Preferably, the holding spring 49, of the coupler actuator 47 coaxially receives the hydraulic cylinder 48 and piston 51. The compressive resistance of the holding spring aids to prevent the piston from inadvertently retracting into the hydraulic cylinder from the engaged position 61, without an overriding hydraulic actuation to retract the piston. The holding spring is preferably a conventional helical coil formed of steel, as is typical for use with high compression mechanical forces.

The hook end 53 of the coupler actuator 47 hingably connects to the coupler hook 42 at a hook actuator pivot 63. Actuation of the coupler actuator pivotably cranks the coupler hook about the coupler hook pivot 44. The coupler hook pivot can include a bar pin 68 within the pivot as shown in FIGS. 1 through 4.

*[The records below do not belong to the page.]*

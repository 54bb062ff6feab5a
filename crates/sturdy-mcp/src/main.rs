use std::sync::Arc;

use miette::IntoDiagnostic;
use rmcp::{
    handler::server::{router::tool::ToolRouter, wrapper::Parameters},
    model::{CallToolResult, Content, ServerCapabilities, ServerInfo},
    schemars, tool, tool_handler, tool_router, ErrorData as McpError, ServerHandler, ServiceExt,
};
use serde::Deserialize;
use sturdy_core::{JournalEntry, JournalStore, ScriptRequest};
use sturdy_suggest::{ScriptGenerator, ScriptService};
use tracing_subscriber::EnvFilter;

// --- Request types ---

#[derive(Debug, Deserialize, schemars::JsonSchema)]
#[serde(rename_all = "camelCase")]
struct GenerateScriptRequest {
    #[serde(flatten)]
    request: ScriptRequest,
    /// Save the generated script to the local journal
    #[serde(default)]
    save_to_journal: bool,
}

#[derive(Debug, Deserialize, schemars::JsonSchema)]
struct GetJournalEntryRequest {
    /// UUID of the journal entry
    id: String,
}

#[derive(Debug, Deserialize, schemars::JsonSchema)]
struct ListJournalRequest {
    /// Maximum number of entries to return, newest first (default 20)
    #[serde(default)]
    limit: Option<usize>,
}

// --- Server ---

#[derive(Clone)]
pub struct SturdyServer {
    generator: Arc<dyn ScriptGenerator>,
    journal: JournalStore,
    tool_router: ToolRouter<Self>,
}

#[tool_router]
impl SturdyServer {
    pub fn new(generator: Arc<dyn ScriptGenerator>, journal: JournalStore) -> Self {
        Self {
            generator,
            journal,
            tool_router: Self::tool_router(),
        }
    }

    #[tool(
        description = "Generate a calm script for a parent. Takes {description (required, max 800 chars), scenarioType?: \"SOS\"|\"ExecutiveFunction\"|\"Rupture\", childAgeYears?, childName?, neurotype?, tone?: \"gentle\"|\"moderate\"|\"firm\", context?, saveToJournal?}. Returns JSON {validation, shift, script, scenarioType, rawModelResponse, error?}. If the AI provider is unavailable the result still contains a usable default script and an `error` field."
    )]
    async fn generate_script(
        &self,
        Parameters(req): Parameters<GenerateScriptRequest>,
    ) -> Result<CallToolResult, McpError> {
        let generated = match self.generator.generate(&req.request).await {
            Ok(g) => g,
            Err(e) => return Ok(CallToolResult::error(vec![Content::text(e.to_string())])),
        };

        if req.save_to_journal {
            // Journal the sanitized request so stored text matches what the model saw
            if let Ok(clean) = req.request.sanitized() {
                let entry = JournalEntry::new(&clean, generated.response.clone());
                if let Err(e) = self.journal.save(&entry) {
                    tracing::warn!(error = %e, "failed to save journal entry");
                }
            }
        }

        let json = serde_json::to_string_pretty(&generated.response)
            .unwrap_or_else(|e| format!("Serialization error: {}", e));
        Ok(CallToolResult::success(vec![Content::text(json)]))
    }

    #[tool(description = "Get the parenting principles and per-scenario guidance that shape every script")]
    fn get_guidance(&self) -> Result<CallToolResult, McpError> {
        Ok(CallToolResult::success(vec![Content::text(
            sturdy_core::guidance::full_text(),
        )]))
    }

    #[tool(description = "List saved journal entries, newest first. Returns one line per entry: id, date, scenario, description excerpt.")]
    fn list_journal(
        &self,
        Parameters(req): Parameters<ListJournalRequest>,
    ) -> Result<CallToolResult, McpError> {
        match self.journal.list() {
            Ok(entries) => {
                let limit = req.limit.unwrap_or(20);
                let text = if entries.is_empty() {
                    "No journal entries yet. Use generate_script with saveToJournal to create one."
                        .to_string()
                } else {
                    entries
                        .iter()
                        .take(limit)
                        .map(format_entry_line)
                        .collect::<Vec<_>>()
                        .join("\n")
                };
                Ok(CallToolResult::success(vec![Content::text(text)]))
            }
            Err(e) => Ok(CallToolResult::error(vec![Content::text(e.to_string())])),
        }
    }

    #[tool(description = "Get the full JSON of one journal entry by id")]
    fn get_journal_entry(
        &self,
        Parameters(req): Parameters<GetJournalEntryRequest>,
    ) -> Result<CallToolResult, McpError> {
        let entry = JournalStore::parse_id(&req.id).and_then(|id| self.journal.get(id));
        match entry {
            Ok(entry) => {
                let json = serde_json::to_string_pretty(&entry)
                    .unwrap_or_else(|e| format!("Serialization error: {}", e));
                Ok(CallToolResult::success(vec![Content::text(json)]))
            }
            Err(e) => Ok(CallToolResult::error(vec![Content::text(e.to_string())])),
        }
    }
}

#[tool_handler]
impl ServerHandler for SturdyServer {
    fn get_info(&self) -> ServerInfo {
        let instructions = format!(
            "{}\n\n{}",
            INSTRUCTIONS,
            sturdy_core::guidance::full_text()
        );
        ServerInfo {
            instructions: Some(instructions.into()),
            capabilities: ServerCapabilities::builder().enable_tools().build(),
            ..Default::default()
        }
    }
}

// --- Helpers ---

fn format_entry_line(entry: &JournalEntry) -> String {
    let excerpt = sturdy_core::sanitize::truncate_chars(&entry.description, 60);
    let ellipsis = if excerpt.len() < entry.description.len() { "..." } else { "" };
    format!(
        "{} {} [{}] {}{}",
        entry.id,
        entry.created_at.format("%Y-%m-%d %H:%M"),
        entry.scenario_type,
        excerpt.replace('\n', " "),
        ellipsis
    )
}

const INSTRUCTIONS: &str = r#"sturdy writes calm scripts: words a parent can say to a child in a hard moment.

Call `generate_script` with the parent's description of what is happening. Every result has three parts:
- validation: one sentence for the parent
- shift: one sentence reframing the child's behavior
- script: the quoted words to say out loud

Pick scenarioType from the situation: SOS for a crisis happening now, ExecutiveFunction for a stuck task or routine, Rupture for repairing after a conflict. Pass the child's age when known; language is adjusted to the age band (0-9, 10-13, 14-18).

Present the script verbatim. If the result has an `error` field the model was unavailable and the script is a generic default; say so."#;

#[tokio::main]
async fn main() -> miette::Result<()> {
    // stdout carries the protocol, so logs go to stderr
    tracing_subscriber::fmt()
        .with_env_filter(
            EnvFilter::try_from_default_env()
                .unwrap_or_else(|_| EnvFilter::new("sturdy_mcp=info,sturdy_suggest=info")),
        )
        .with_writer(std::io::stderr)
        .with_ansi(false)
        .init();

    let settings = sturdy_core::apply_env_overrides(sturdy_core::read_settings());
    let generator: Arc<dyn ScriptGenerator> = Arc::new(ScriptService::from_settings(&settings));

    let service = SturdyServer::new(generator, JournalStore::default_location())
        .serve(rmcp::transport::io::stdio())
        .await
        .inspect_err(|e| tracing::error!("MCP server error: {}", e))
        .into_diagnostic()?;
    service.waiting().await.into_diagnostic()?;
    Ok(())
}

A lock bar 70 is also hingably attached to the coupler hook 42, preferably at the hook actuator pivot 63. The lock bar includes a bar pivot 73, which is most preferably co-located with the hook actuator pivot, in a preferred embodiment of the coupler assembly 21. The hook actuator pivot and the bar pivot preferably share the bar pin 68, to rotate about a common axis. However, as an alternative, the bar pivot and the hook actuator pivot need not be located at the same position on the coupler hook. The lock bar rotates with the coupler hook as the coupler actuator 47 cranks the coupler hook about the coupler hook pivot 44.

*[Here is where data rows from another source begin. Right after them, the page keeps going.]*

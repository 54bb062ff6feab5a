pub mod guidance;
pub mod journal;
pub mod sanitize;

use serde::{Deserialize, Serialize};
use std::fmt;
use std::fs;
use std::path::PathBuf;

pub use journal::{JournalEntry, JournalError, JournalStore};

// --- Limits ---

pub const MAX_DESCRIPTION_CHARS: usize = 800;
pub const MAX_CHILD_NAME_CHARS: usize = 120;
pub const MAX_NEUROTYPE_CHARS: usize = 120;
pub const MAX_CONTEXT_CHARS: usize = 800;
/// Ages above this are treated as a typo and dropped.
pub const MAX_CHILD_AGE_YEARS: f64 = 25.0;

// --- Types (matching the client's request/response JSON) ---

#[derive(Debug, Clone, Copy, Serialize, Deserialize, PartialEq, Eq, Default, schemars::JsonSchema)]
pub enum ScenarioType {
    /// Crisis in the moment: meltdown, aggression, refusal.
    #[default]
    #[serde(rename = "SOS")]
    Sos,
    /// Task avoidance, stalled routines, homework standoffs.
    ExecutiveFunction,
    /// Repair after a conflict the parent regrets.
    Rupture,
}

impl ScenarioType {
    pub fn as_str(&self) -> &'static str {
        match self {
            ScenarioType::Sos => "SOS",
            ScenarioType::ExecutiveFunction => "ExecutiveFunction",
            ScenarioType::Rupture => "Rupture",
        }
    }
}

impl fmt::Display for ScenarioType {
    fn fmt(&self, f: &mut fmt::Formatter<'_>) -> fmt::Result {
        f.write_str(self.as_str())
    }
}

#[derive(Debug, Clone, Copy, Serialize, Deserialize, PartialEq, Eq, schemars::JsonSchema)]
#[serde(rename_all = "lowercase")]
pub enum Tone {
    Gentle,
    Moderate,
    Firm,
}

impl Tone {
    pub fn as_str(&self) -> &'static str {
        match self {
            Tone::Gentle => "gentle",
            Tone::Moderate => "moderate",
            Tone::Firm => "firm",
        }
    }
}

/// Coarse age bucket used to pitch the language of a script.
#[derive(Debug, Clone, Copy, Serialize, Deserialize, PartialEq, Eq)]
pub enum AgeBand {
    #[serde(rename = "0-9")]
    Young,
    #[serde(rename = "10-13")]
    Tween,
    #[serde(rename = "14-18")]
    Teen,
    #[serde(rename = "unknown")]
    Unknown,
}

impl AgeBand {
    pub fn from_age(age_years: Option<f64>) -> Self {
        match age_years {
            Some(age) if age.is_nan() => AgeBand::Unknown,
            Some(age) if age <= 9.0 => AgeBand::Young,
            Some(age) if age < 14.0 => AgeBand::Tween,
            Some(_) => AgeBand::Teen,
            None => AgeBand::Unknown,
        }
    }

    pub fn label(&self) -> &'static str {
        match self {
            AgeBand::Young => "0-9",
            AgeBand::Tween => "10-13",
            AgeBand::Teen => "14-18",
            AgeBand::Unknown => "unknown",
        }
    }
}

#[derive(Debug, Clone, Serialize, Deserialize, Default, schemars::JsonSchema)]
#[serde(rename_all = "camelCase")]
pub struct ScriptRequest {
    /// What is happening, in the parent's words
    pub description: String,
    #[serde(default)]
    pub scenario_type: ScenarioType,
    #[serde(default, skip_serializing_if = "Option::is_none")]
    pub child_age_years: Option<f64>,
    #[serde(default, skip_serializing_if = "Option::is_none")]
    pub child_name: Option<String>,
    #[serde(default, skip_serializing_if = "Option::is_none")]
    pub neurotype: Option<String>,
    #[serde(default, skip_serializing_if = "Option::is_none")]
    pub tone: Option<Tone>,
    /// Anything else the parent wants considered
    #[serde(default, skip_serializing_if = "Option::is_none")]
    pub context: Option<String>,
}

#[derive(Debug, thiserror::Error, PartialEq, Eq)]
pub enum RequestError {
    #[error("description is required")]
    EmptyDescription,
}

impl ScriptRequest {
    pub fn new(description: impl Into<String>) -> Self {
        Self {
            description: description.into(),
            ..Default::default()
        }
    }

    pub fn age_band(&self) -> AgeBand {
        AgeBand::from_age(self.child_age_years)
    }

    /// Return a copy with every free-text field sanitized and bounded.
    /// Optional fields that sanitize to nothing are dropped.
    pub fn sanitized(&self) -> Result<ScriptRequest, RequestError> {
        let description = sanitize::sanitize(Some(&self.description), MAX_DESCRIPTION_CHARS);
        if description.is_empty() {
            return Err(RequestError::EmptyDescription);
        }
        let optional = |value: &Option<String>, max: usize| {
            Some(sanitize::sanitize(value.as_deref(), max)).filter(|s| !s.is_empty())
        };
        Ok(ScriptRequest {
            description,
            scenario_type: self.scenario_type,
            child_age_years: self
                .child_age_years
                .filter(|a| (0.0..=MAX_CHILD_AGE_YEARS).contains(a)),
            child_name: optional(&self.child_name, MAX_CHILD_NAME_CHARS),
            neurotype: optional(&self.neurotype, MAX_NEUROTYPE_CHARS),
            tone: self.tone,
            context: optional(&self.context, MAX_CONTEXT_CHARS),
        })
    }
}

#[derive(Debug, Clone, Serialize, Deserialize, PartialEq)]
#[serde(rename_all = "camelCase")]
pub struct ScriptResponse {
    pub validation: String,
    pub shift: String,
    /// Always quote-delimited
    pub script: String,
    pub scenario_type: ScenarioType,
    pub raw_model_response: String,
    /// Set only when the response is a fallback
    #[serde(default, skip_serializing_if = "Option::is_none")]
    pub error: Option<String>,
}

// --- Storage ---

/// Resolve the data directory (~/.sturdy/).
pub fn data_dir() -> PathBuf {
    dirs::home_dir()
        .unwrap_or_else(|| PathBuf::from("."))
        .join(".sturdy")
}

// --- AI Settings ---

#[derive(Debug, Clone, Serialize, Deserialize, Default, PartialEq)]
#[serde(rename_all = "camelCase")]
pub struct AiSettings {
    pub provider: String,
    pub api_key: String,
    pub model: String,
    /// Only used by OpenAI-compatible endpoints and self-hosted providers
    #[serde(default, skip_serializing_if = "Option::is_none")]
    pub base_url: Option<String>,
    #[serde(default, skip_serializing_if = "Option::is_none")]
    pub temperature: Option<f32>,
    #[serde(default, skip_serializing_if = "Option::is_none")]
    pub max_tokens: Option<u32>,
}

pub fn settings_path() -> PathBuf {
    data_dir().join("settings.json")
}

pub fn read_settings() -> AiSettings {
    read_settings_from(&settings_path())
}

pub fn read_settings_from(path: &std::path::Path) -> AiSettings {
    if !path.exists() {
        return AiSettings::default();
    }
    fs::read_to_string(path)
        .ok()
        .and_then(|s| serde_json::from_str(&s).ok())
        .unwrap_or_default()
}

/// Layer `STURDY_PROVIDER`, `STURDY_MODEL`, `STURDY_API_KEY` and
/// `STURDY_BASE_URL` over stored settings. Binaries call this once at
/// startup; libraries only ever see the resulting struct.
pub fn apply_env_overrides(settings: AiSettings) -> AiSettings {
    apply_overrides(settings, |key| std::env::var(key).ok())
}

fn apply_overrides(mut settings: AiSettings, lookup: impl Fn(&str) -> Option<String>) -> AiSettings {
    let var = |key: &str| lookup(key).filter(|v| !v.trim().is_empty());
    if let Some(provider) = var("STURDY_PROVIDER") {
        settings.provider = provider;
    }
    if let Some(model) = var("STURDY_MODEL") {
        settings.model = model;
    }
    if let Some(key) = var("STURDY_API_KEY") {
        settings.api_key = key;
    }
    if let Some(url) = var("STURDY_BASE_URL") {
        settings.base_url = Some(url);
    }
    settings
}

pub fn ai_configured(settings: &AiSettings) -> bool {
    if settings.provider.is_empty() || settings.model.is_empty() {
        return false;
    }
    match settings.provider.as_str() {
        "ollama" => true,
        // Self-hosted endpoints may run without a key but need an address
        "openai-compatible" => settings.base_url.as_deref().is_some_and(|u| !u.is_empty()),
        _ => !settings.api_key.is_empty(),
    }
}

Opposite to the bar pivot 73, the lock bar 70 includes a lock bar arm 74, which extends through a lock bar collar 76, as shown in FIG. 4. As the coupler hook 42 rotates about the coupler hook pivot 44 to release the front pin 26, the lock bar extends through the lock bar collar. This preferred configuration serves to maintain the lock bar in an approximately linear action, for secure engagement by the lock lever 55. The term “approximately” is used in this description as encompassing any generalized measurements and alternative locations or interrelations of elements, such as pivots, bearings and moving parts, which can still function similarly to the elements described herein, with the advantages made possible by the structure and method of the present invention.

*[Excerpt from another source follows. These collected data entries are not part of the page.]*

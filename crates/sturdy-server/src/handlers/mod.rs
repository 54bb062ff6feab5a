//! HTTP request handlers

use axum::{
    routing::{get, post},
    Router,
};

pub mod guidance;
pub mod health;
pub mod journal;
pub mod scripts;

use crate::state::AppState;

/// Build all API routes
pub fn routes() -> Router<AppState> {
    Router::new()
        .route("/health", get(health::health_check))
        .route("/guidance", get(guidance::get_guidance))
        .route("/scripts", post(scripts::generate))
        .route("/journal", get(journal::list))
        .route("/journal/:id", get(journal::get).delete(journal::delete))
}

The lock lever includes a lock lever arm 78, opposite the lever actuator pivot 56, about the lock lever pivot 57, as shown in FIG. 3. The lock lever arm contacts a lock bar engage surface 79, to prevent movement of the coupler hook out of the engaged position 61.

The lock bar engage surface 79 is located on the lock bar 70, as shown on FIGS. 1 through 4. Preferably, the lock bar engage surface is preferably located proximate to a midpoint of the lock bar, between the bar pivot 73 and the portion of the lock bar arm 74 received by the lock bar collar 76. As most preferred, the lock bar arm begins and extends from the lock bar engage surface on the lock bar. In a preferred embodiment of the coupler assembly 21, the slope or shape of the lock bar surface substantially matches the corresponding slope or surface of the lock lever arm 78, at the tip portion of the lock lever arm where it is received by the lock bar engage surface.

The lock bar 70, the lock lever 55, act together in the coupler lock system 20 to prevent the coupler assembly 21 from releasing the set of pins 25. As discussed above, this set of pins may be part of any attachment 28, such as the bucket 29. The set of pins remain engaged by the coupler assembly, unless hydraulic pressure is directed to the hydraulic cylinder 48 of the coupler actuator 47, forcing the piston 51 to retract against the resistance of the holding spring 49 and release the front pin 26, by rotating the lock lever 55 off and away from the lock bar engage surface 79, as shown in FIG. 2.

Method of Operation

The operational method of a preferred embodiment of the coupler lock system 20 is shown in FIGS. 1 through 4, and discussed as follows: FIG. 1 shows the coupler assembly 21 with the piston 51 of the coupler actuator 47 fully retracted within its cylinder body 52, to a released position 81. In this released position, the lock lever arm 78 of the lock lever 55 abuts against a release stop block 82. With the release stop block preventing further rotation of the lock lever about the lock lever pivot 57, the lever actuator pivot 56 is held in place. The release stop block prevents further movement of the lock lever end 54 of the coupler actuator toward the front pin grabber 36. With the lock lever end held in place, the coupler hook 42 is forced to the released position.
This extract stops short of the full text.